Machine learning enables us to utilize imaging information that is not recognizable for the human eye and thus new disease patterns and predictive markers can be discovered. In lung imaging, machine learning is a promising approach to support the CT diagnosis of a UIP pattern and other patterns of diffuse parenchymal lung diseases and to predict the course of these diseases [2]. The potential was elegantly shown in idiopathic pulmonary fibrosis, where the increasing pulmonary vessel volume represents a stronger CT predictor of functional deterioration than traditional imaging patterns [13]. The strength of machine learning is that there is no constraint to described patterns. Instead, machine learning can identify patterns that are recognizable with high reliability, which could then serve as a basis for the diagnosis and prognosis.

Bone diseases are one example, where bone density is linked to outcome such as fracture risk but does not capture the rich variety of trabecular architecture linked to different diseases. Unsupervised learning is able to identify patterns that can be extracted repeatedly across individuals and even scanners [22]. Similar to image patterns, we can learn structure in the patient population. Here, at the patient level, unsupervised machine learning can identify clusters in chest CT imaging data linked to radiological findings, and even clinical parameters [11].

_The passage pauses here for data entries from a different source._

//! Logging setup.
//!
//! Console output always goes to stderr: the worker's stdout carries the IPC
//! channel. With a log directory configured, a daily-rotated file is written
//! as well.

use crate::config::LoggingConfig;
use std::io;
use tracing_appender::non_blocking::WorkerGuard;
use tracing_subscriber::{fmt, prelude::*, EnvFilter};

/// Install the global subscriber. `file_name` distinguishes the parent's log
/// from the worker's. Keep the returned guard alive for the life of the process.
pub fn init_logging(
    cfg: &LoggingConfig,
    file_name: &str,
) -> Result<Option<WorkerGuard>, Box<dyn std::error::Error + Send + Sync>> {
    let env_filter =
        EnvFilter::try_from_default_env().or_else(|_| EnvFilter::try_new(&cfg.level))?;

    let console = fmt::layer()
        .with_writer(io::stderr)
        .with_target(true)
        .with_level(true);

    let (file, guard) = match &cfg.dir {
        Some(dir) => {
            std::fs::create_dir_all(dir)?;
            let appender = tracing_appender::rolling::daily(dir, file_name);
            let (writer, guard) = tracing_appender::non_blocking(appender);
            let layer = fmt::layer()
                .with_writer(writer)
                .with_ansi(false)
                .with_thread_ids(true)
                .with_file(true)
                .with_line_number(true);
            (Some(layer), Some(guard))
        }
        None => (None, None),
    };

    tracing_subscriber::registry()
        .with(env_filter)
        .with(console)
        .with(file)
        .try_init()?;

    Ok(guard)
}
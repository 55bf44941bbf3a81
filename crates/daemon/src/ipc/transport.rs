//! Newline-delimited JSON over a byte pipe.

use super::message::Envelope;
use super::IpcError;
use futures::SinkExt;
use tokio::io::{AsyncRead, AsyncWrite};
use tokio::sync::mpsc;
use tokio_util::codec::{FramedRead, FramedWrite, LinesCodec};
use tracing::{debug, warn};

const MAX_LINE_LENGTH: usize = 16 * 1024 * 1024;

/// Sending half shared by everything that writes to the pipe.
pub type Outbox = mpsc::UnboundedSender<Envelope>;

pub fn codec() -> LinesCodec {
    LinesCodec::new_with_max_length(MAX_LINE_LENGTH)
}

pub fn frames<R: AsyncRead>(reader: R) -> FramedRead<R, LinesCodec> {
    FramedRead::new(reader, codec())
}

/// Serialize envelopes onto `writer` from a dedicated task, in send order.
pub fn spawn_writer<W>(writer: W) -> Outbox
where
    W: AsyncWrite + Unpin + Send + 'static,
{
    let (tx, mut rx) = mpsc::unbounded_channel::<Envelope>();
    let mut sink = FramedWrite::new(writer, codec());

    tokio::spawn(async move {
        while let Some(envelope) = rx.recv().await {
            let line = match serde_json::to_string(&envelope) {
                Ok(line) => line,
                Err(e) => {
                    warn!(msg = %envelope.msg, error = %e, "dropping unserializable message");
                    continue;
                }
            };
            if let Err(e) = sink.send(line).await {
                warn!(error = %e, "ipc pipe closed for writing");
                break;
            }
        }
        debug!("ipc writer finished");
    });

    tx
}

pub fn decode(line: &str) -> Result<Envelope, IpcError> {
    Ok(serde_json::from_str(line)?)
}

pub fn send(outbox: &Outbox, envelope: Envelope) -> Result<(), IpcError> {
    outbox.send(envelope).map_err(|_| IpcError::Closed)
}
//! Worker side of the control channel.

use super::message::{
    kind, AddEncodeFilePayload, AddReservePayload, Envelope, IdGenerator, IdPayload, PageQuery,
    ProgramIdPayload, RecordedIdPayload,
};
use super::push::PushRouter;
use super::transport::{self, Outbox};
use super::IpcError;
use crate::model::{
    EncodeOption, EncodedId, EncodedItem, ProgramId, RecordedId, RecordedItem, ReserveAllId,
    ReserveLimit, ReservationStatus,
};
use crate::stream::{SourceLookup, StreamError};
use futures::future::BoxFuture;
use futures::StreamExt;
use parking_lot::Mutex;
use serde::de::DeserializeOwned;
use serde::Serialize;
use serde_json::Value;
use std::collections::HashMap;
use std::path::PathBuf;
use std::sync::Arc;
use std::time::Duration;
use tokio::io::{AsyncRead, AsyncWrite};
use tokio::sync::{oneshot, watch};
use tracing::{debug, warn};

/// Set by the parent on the worker it spawns.
pub const IPC_CHANNEL_ENV: &str = "RECSTATION_IPC_CHANNEL";

struct ClientInner {
    ids: IdGenerator,
    pending: Mutex<HashMap<u64, oneshot::Sender<Envelope>>>,
    outbox: Outbox,
    timeout: Duration,
    closed: watch::Sender<bool>,
}

/// Request/response client with push dispatch.
#[derive(Clone)]
pub struct IpcClient {
    inner: Arc<ClientInner>,
}

impl IpcClient {
    /// Attach to the parent over stdin/stdout. Fails unless this process was
    /// started by the parent daemon.
    pub fn attach_stdio(timeout: Duration, pushes: PushRouter) -> Result<Self, IpcError> {
        if std::env::var_os(IPC_CHANNEL_ENV).is_none() {
            return Err(IpcError::NotChildProcess);
        }
        Ok(Self::connect(
            tokio::io::stdin(),
            tokio::io::stdout(),
            timeout,
            pushes,
        ))
    }

    pub fn connect<R, W>(reader: R, writer: W, timeout: Duration, pushes: PushRouter) -> Self
    where
        R: AsyncRead + Unpin + Send + 'static,
        W: AsyncWrite + Unpin + Send + 'static,
    {
        let inner = Arc::new(ClientInner {
            ids: IdGenerator::new(),
            pending: Mutex::new(HashMap::new()),
            outbox: transport::spawn_writer(writer),
            timeout,
            closed: watch::Sender::new(false),
        });

        tokio::spawn(read_loop(reader, inner.clone(), pushes));
        Self { inner }
    }

    pub fn is_closed(&self) -> bool {
        *self.inner.closed.borrow()
    }

    /// Resolves once the parent side has hung up.
    pub async fn closed(&self) {
        let mut rx = self.inner.closed.subscribe();
        let _ = rx.wait_for(|closed| *closed).await;
    }

    /// Send a request and wait for its response or the timeout.
    pub async fn request(&self, msg: &str, value: Option<Value>) -> Result<Value, IpcError> {
        if self.is_closed() {
            return Err(IpcError::Closed);
        }

        let id = self.inner.ids.next_id();
        let (tx, rx) = oneshot::channel();
        self.inner.pending.lock().insert(id, tx);
        if self.is_closed() {
            self.inner.pending.lock().remove(&id);
            return Err(IpcError::Closed);
        }

        if let Err(e) = transport::send(&self.inner.outbox, Envelope::request(id, msg, value)) {
            self.inner.pending.lock().remove(&id);
            return Err(e);
        }

        match tokio::time::timeout(self.inner.timeout, rx).await {
            Ok(Ok(response)) => match response.error {
                Some(error) => Err(IpcError::Remote(error)),
                None => Ok(response.value.unwrap_or(Value::Null)),
            },
            Ok(Err(_)) => Err(IpcError::Closed),
            Err(_) => {
                self.inner.pending.lock().remove(&id);
                warn!(id, msg, "ipc request timed out");
                Err(IpcError::Timeout {
                    msg: msg.to_string(),
                    id,
                    timeout_ms: self.inner.timeout.as_millis() as u64,
                })
            }
        }
    }

    /// Typed request.
    pub async fn call<T, R>(&self, msg: &str, payload: Option<&T>) -> Result<R, IpcError>
    where
        T: Serialize + ?Sized,
        R: DeserializeOwned,
    {
        let value = payload.map(serde_json::to_value).transpose()?;
        let result = self.request(msg, value).await?;
        Ok(serde_json::from_value(result)?)
    }

    /// Send an id-less message.
    pub fn push<T: Serialize + ?Sized>(&self, msg: &str, payload: Option<&T>) -> Result<(), IpcError> {
        let value = payload.map(serde_json::to_value).transpose()?;
        transport::send(&self.inner.outbox, Envelope::push(msg, value))
    }

    pub async fn get_reserve_all_id(&self) -> Result<ReserveAllId, IpcError> {
        self.call::<(), _>(kind::GET_RESERVE_ALL_ID, None).await
    }

    pub async fn get_reserves(&self, limit: Option<usize>, offset: usize) -> Result<ReserveLimit, IpcError> {
        self.call(kind::GET_RESERVES, Some(&PageQuery { limit, offset }))
            .await
    }

    pub async fn get_reserve_conflicts(&self, limit: Option<usize>, offset: usize) -> Result<ReserveLimit, IpcError> {
        self.call(kind::GET_RESERVE_CONFLICTS, Some(&PageQuery { limit, offset }))
            .await
    }

    pub async fn get_reserve_skips(&self, limit: Option<usize>, offset: usize) -> Result<ReserveLimit, IpcError> {
        self.call(kind::GET_RESERVE_SKIPS, Some(&PageQuery { limit, offset }))
            .await
    }

    pub async fn add_reserve(
        &self,
        program_id: ProgramId,
        encode: Option<EncodeOption>,
    ) -> Result<ReservationStatus, IpcError> {
        self.call(kind::ADD_RESERVE, Some(&AddReservePayload { program_id, encode }))
            .await
    }

    pub async fn cancel_reserve(&self, program_id: ProgramId) -> Result<(), IpcError> {
        self.call(kind::CANCEL_RESERVE, Some(&ProgramIdPayload { program_id }))
            .await
    }

    pub async fn remove_reserve_skip(&self, program_id: ProgramId) -> Result<(), IpcError> {
        self.call(kind::REMOVE_RESERVE_SKIP, Some(&ProgramIdPayload { program_id }))
            .await
    }

    pub async fn add_encode_file(
        &self,
        recorded_id: RecordedId,
        name: String,
        file_path: PathBuf,
        del_ts: bool,
    ) -> Result<EncodedId, IpcError> {
        let payload = AddEncodeFilePayload {
            recorded_id,
            name,
            file_path,
            del_ts,
        };
        self.call(kind::ADD_ENCODE_FILE, Some(&payload)).await
    }

    /// Ask the parent to re-read the size of a recording rewritten in place.
    pub async fn update_ts_file_size(&self, recorded_id: RecordedId) -> Result<(), IpcError> {
        self.call(kind::UPDATE_TS_FILE_SIZE, Some(&RecordedIdPayload { recorded_id }))
            .await
    }

    pub async fn update_reserves(&self) -> Result<(), IpcError> {
        self.call::<(), _>(kind::UPDATE_RESERVES, None).await
    }

    pub async fn get_recorded(&self, id: RecordedId) -> Result<Option<RecordedItem>, IpcError> {
        self.call(kind::GET_RECORDED, Some(&IdPayload { id })).await
    }

    pub async fn get_encoded(&self, id: EncodedId) -> Result<Option<EncodedItem>, IpcError> {
        self.call(kind::GET_ENCODED, Some(&IdPayload { id })).await
    }
}

impl SourceLookup for IpcClient {
    fn recorded(&self, id: RecordedId) -> BoxFuture<'_, Result<Option<RecordedItem>, StreamError>> {
        Box::pin(async move {
            self.get_recorded(id)
                .await
                .map_err(|e| StreamError::Lookup(e.to_string()))
        })
    }

    fn encoded(&self, id: EncodedId) -> BoxFuture<'_, Result<Option<EncodedItem>, StreamError>> {
        Box::pin(async move {
            self.get_encoded(id)
                .await
                .map_err(|e| StreamError::Lookup(e.to_string()))
        })
    }
}

async fn read_loop<R>(reader: R, inner: Arc<ClientInner>, pushes: PushRouter)
where
    R: AsyncRead + Unpin,
{
    let mut frames = transport::frames(reader);

    while let Some(line) = frames.next().await {
        let line = match line {
            Ok(line) => line,
            Err(e) => {
                warn!(error = %e, "ipc read failed");
                break;
            }
        };
        if line.trim().is_empty() {
            continue;
        }

        let envelope = match transport::decode(&line) {
            Ok(envelope) => envelope,
            Err(e) => {
                warn!(error = %e, "ignoring malformed ipc message");
                continue;
            }
        };

        match envelope.id {
            Some(id) => {
                let waiter = inner.pending.lock().remove(&id);
                match waiter {
                    Some(tx) => {
                        let _ = tx.send(envelope);
                    }
                    None => debug!(id, msg = %envelope.msg, "ignoring response with no pending request"),
                }
            }
            None => {
                pushes.dispatch(&envelope.msg, envelope.value);
            }
        }
    }

    inner.closed.send_replace(true);
    inner.pending.lock().clear();
    debug!("ipc reader finished");
}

The role of routine data in machine learning

The amount of available medical data has been growing exponentially over the past few decades, with approximately 118 million CT or MRI examinations per year in the EU [12]. We routinely acquire comprehensive information characterizing patients including results from multimodal imaging data; laboratory, physiological, and pathological results; and demographic data. Yet, we have only limited understanding of how to combine this complex information from multiple sources and link it to individual treatment response and patient outcome. Currently, only a small fraction of available data are used to collect evidence for supporting personalized medicine or to enhance clinical decision-making. The potential associated with these data is not yet fully reached.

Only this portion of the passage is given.